Plaintiff gradually reduced his speed from 45 miles per hour until he was going 28 to 32 miles per hour when'the collision occurred. As he approached and reached the point of collision, his truck was at all times on the right side of the pavement, the outer wheels being 4 to 6 inches from its edge. . Plaintiff could have stopped his truck within a distance of 175 feet. When he was 500, 400 or 300 feet west of the point of collision, he could have slowed his truck and driven onto the shoulder, but he did not at that time think there would be a collision and kept hoping there would not be until the trucks were within 10 to 20 feet of each other. At that time he took his foot off the brakes and started to shift gears, which would give him the added power to maneuver his truck out of its position on the highway.

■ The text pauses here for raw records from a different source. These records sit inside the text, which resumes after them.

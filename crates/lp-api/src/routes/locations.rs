//! Location endpoints.

use axum::{extract::State, http::StatusCode, routing::get, Json, Router};
use chrono::{DateTime, Utc};
use serde::{Deserialize, Serialize};
use utoipa::ToSchema;
use uuid::Uuid;
use validator::Validate;

use crate::dto::{nullable, ApiResponse, DeletedResponse};
use crate::error::{ApiError, ErrorResponse};
use crate::extract::{ApiPath, ApiQuery, ValidatedJson};
use crate::state::AppState;
use lp_core::db::create_location_repository;
use lp_core::models::{Location, LocationFilter, LocationUpdate};

/// A place where equipment stands.
#[derive(Debug, Serialize, Deserialize, ToSchema)]
pub struct LocationResponse {
    pub id: Uuid,
    pub name: String,
    pub building: Option<String>,
    pub floor: Option<String>,
    pub room: Option<String>,
    pub description: Option<String>,
    pub is_active: bool,
    pub created_at: DateTime<Utc>,
    pub updated_at: DateTime<Utc>,
}

impl From<Location> for LocationResponse {
    fn from(l: Location) -> Self {
        Self {
            id: l.id,
            name: l.name,
            building: l.building,
            floor: l.floor,
            room: l.room,
            description: l.description,
            is_active: l.is_active,
            created_at: l.created_at,
            updated_at: l.updated_at,
        }
    }
}

#[derive(Debug, Deserialize, Validate, ToSchema)]
pub struct CreateLocationRequest {
    #[validate(length(min = 1, max = 100), custom(function = "crate::dto::not_blank"))]
    pub name: String,
    #[validate(length(max = 100))]
    pub building: Option<String>,
    #[validate(length(max = 20))]
    pub floor: Option<String>,
    #[validate(length(max = 50))]
    pub room: Option<String>,
    pub description: Option<String>,
    pub is_active: Option<bool>,
}

/// Absent fields are left alone; `null` clears an optional field.
#[derive(Debug, Default, Deserialize, Validate, ToSchema)]
pub struct UpdateLocationRequest {
    #[validate(length(min = 1, max = 100), custom(function = "crate::dto::not_blank"))]
    pub name: Option<String>,
    #[serde(default, deserialize_with = "nullable")]
    #[schema(value_type = Option<String>)]
    pub building: Option<Option<String>>,
    #[serde(default, deserialize_with = "nullable")]
    #[schema(value_type = Option<String>)]
    pub floor: Option<Option<String>>,
    #[serde(default, deserialize_with = "nullable")]
    #[schema(value_type = Option<String>)]
    pub room: Option<Option<String>>,
    #[serde(default, deserialize_with = "nullable")]
    #[schema(value_type = Option<String>)]
    pub description: Option<Option<String>>,
    pub is_active: Option<bool>,
}

#[derive(Debug, Deserialize, Validate)]
pub struct ListLocationsQuery {
    pub is_active: Option<bool>,
    #[validate(length(max = 100))]
    pub search: Option<String>,
}

pub fn routes() -> Router<AppState> {
    Router::new()
        .route("/", get(list_locations).post(create_location))
        .route(
            "/:id",
            get(get_location).put(update_location).delete(delete_location),
        )
}

/// List locations.
#[utoipa::path(
    get,
    path = "/api/locations",
    params(
        ("is_active" = Option<bool>, Query, description = "Filter by active flag"),
        ("search" = Option<String>, Query, description = "Search name, building or room")
    ),
    responses((status = 200, description = "Locations", body = Vec<LocationResponse>)),
    tag = "Locations"
)]
async fn list_locations(
    State(state): State<AppState>,
    ApiQuery(query): ApiQuery<ListLocationsQuery>,
) -> Result<Json<ApiResponse<Vec<LocationResponse>>>, ApiError> {
    let repo = create_location_repository(&state.db);
    let filter = LocationFilter {
        is_active: query.is_active,
        search: query.search,
    };

    let locations = repo.list(&filter).await?;
    Ok(Json(ApiResponse::list(
        locations.into_iter().map(Into::into).collect(),
    )))
}

/// Get a location.
#[utoipa::path(
    get,
    path = "/api/locations/{id}",
    params(("id" = Uuid, Path, description = "Location ID")),
    responses(
        (status = 200, description = "Location", body = LocationResponse),
        (status = 404, description = "Location not found", body = ErrorResponse)
    ),
    tag = "Locations"
)]
async fn get_location(
    State(state): State<AppState>,
    ApiPath(id): ApiPath<Uuid>,
) -> Result<Json<ApiResponse<LocationResponse>>, ApiError> {
    let location = create_location_repository(&state.db)
        .get(id)
        .await?
        .ok_or_else(|| ApiError::not_found("Location", id))?;

    Ok(Json(ApiResponse::ok(location.into())))
}

/// Create a location.
#[utoipa::path(
    post,
    path = "/api/locations",
    request_body = CreateLocationRequest,
    responses(
        (status = 201, description = "Location created", body = LocationResponse),
        (status = 400, description = "Invalid input", body = ErrorResponse)
    ),
    tag = "Locations"
)]
async fn create_location(
    State(state): State<AppState>,
    ValidatedJson(request): ValidatedJson<CreateLocationRequest>,
) -> Result<(StatusCode, Json<ApiResponse<LocationResponse>>), ApiError> {
    let mut location = Location::new(request.name.trim());
    location.building = request.building;
    location.floor = request.floor;
    location.room = request.room;
    location.description = request.description;
    location.is_active = request.is_active.unwrap_or(true);

    let created = create_location_repository(&state.db)
        .create(&location)
        .await?;
    Ok((StatusCode::CREATED, Json(ApiResponse::ok(created.into()))))
}

/// Update a location.
#[utoipa::path(
    put,
    path = "/api/locations/{id}",
    params(("id" = Uuid, Path, description = "Location ID")),
    request_body = UpdateLocationRequest,
    responses(
        (status = 200, description = "Location updated", body = LocationResponse),
        (status = 400, description = "Invalid input", body = ErrorResponse),
        (status = 404, description = "Location not found", body = ErrorResponse)
    ),
    tag = "Locations"
)]
async fn update_location(
    State(state): State<AppState>,
    ApiPath(id): ApiPath<Uuid>,
    ValidatedJson(request): ValidatedJson<UpdateLocationRequest>,
) -> Result<Json<ApiResponse<LocationResponse>>, ApiError> {
    let update = LocationUpdate {
        name: request.name.map(|n| n.trim().to_string()),
        building: request.building,
        floor: request.floor,
        room: request.room,
        description: request.description,
        is_active: request.is_active,
    };

    let updated = create_location_repository(&state.db)
        .update(id, &update)
        .await?;
    Ok(Json(ApiResponse::ok(updated.into())))
}

/// Delete a location.
#[utoipa::path(
    delete,
    path = "/api/locations/{id}",
    params(("id" = Uuid, Path, description = "Location ID")),
    responses(
        (status = 200, description = "Location deleted", body = DeletedResponse),
        (status = 400, description = "Location still referenced", body = ErrorResponse),
        (status = 404, description = "Location not found", body = ErrorResponse)
    ),
    tag = "Locations"
)]
async fn delete_location(
    State(state): State<AppState>,
    ApiPath(id): ApiPath<Uuid>,
) -> Result<Json<ApiResponse<DeletedResponse>>, ApiError> {
    if !create_location_repository(&state.db).delete(id).await? {
        return Err(ApiError::not_found("Location", id));
    }
    Ok(Json(ApiResponse::ok(DeletedResponse::new(id))))
}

He did not get the gears shifted and for a moment went without his brakes applied. When the trucks were about 500 feet apart, defendant’s truck was slightly more than one-third over on plaintiff’s side and at the time of the collision it was two-thirds over. Plaintiff was severely injured by the force of the collision.

Defendant’s operator, Finkeldei, testified, in substance: He first saw plaintiff 800 to 1,000 feet away from him. At that time each truck was on its right side of the highway, defendant’s truck going about 35 miles per hour and plaintiff’s about 45 miles per hour. When plaintiff was about three or four “lengths of my outfit away from me”, he drove over on defendant’s side of the highway, and he, Finkeldei, then turned sharply to the left to try to avoid the collision, but could not do so.

Defendant contends that “reasonable minds could not differ on the proposition that plaintiff failed to use the highest degree of care for his own safety when he *581 drove straight to disaster from the time the vehicles were 900-1000 feet apart without any overt act for his own protection”, and that this court should declare him guilty of contributory negligence as‘a matter of law. Plaintiff contends that at the least his actions under the circumstances shown in evidence made the issue of his contributory negligence a jury question.

Defendant argues that plaintiff should have known almost from the instant he first saw defendant’s truck that the operator was not going to return to his own side of the highway and that as the vehicles came closer together plaintiff was unquestionably chargeable with such knowledge in ample time to have stopped his vehicle or to have turned onto the shoulder and avoided the collision or to have warned defendant’s driver by horn or by “blinking lights” so that he would return' to his own side. In support of its position, defendant relies strongly upon the case of Wininger v. Bennett, Mo.App., 104 S.W.2d 413, 414, which it says is on all fours with the facts in this case. In some respects the facts are similar, but the differences are so pronounced and the facts upon which that case turned so foreign to the situation involved in the instant case, we do not think it analogous.

In that case the collision occurred at night on a gravel road.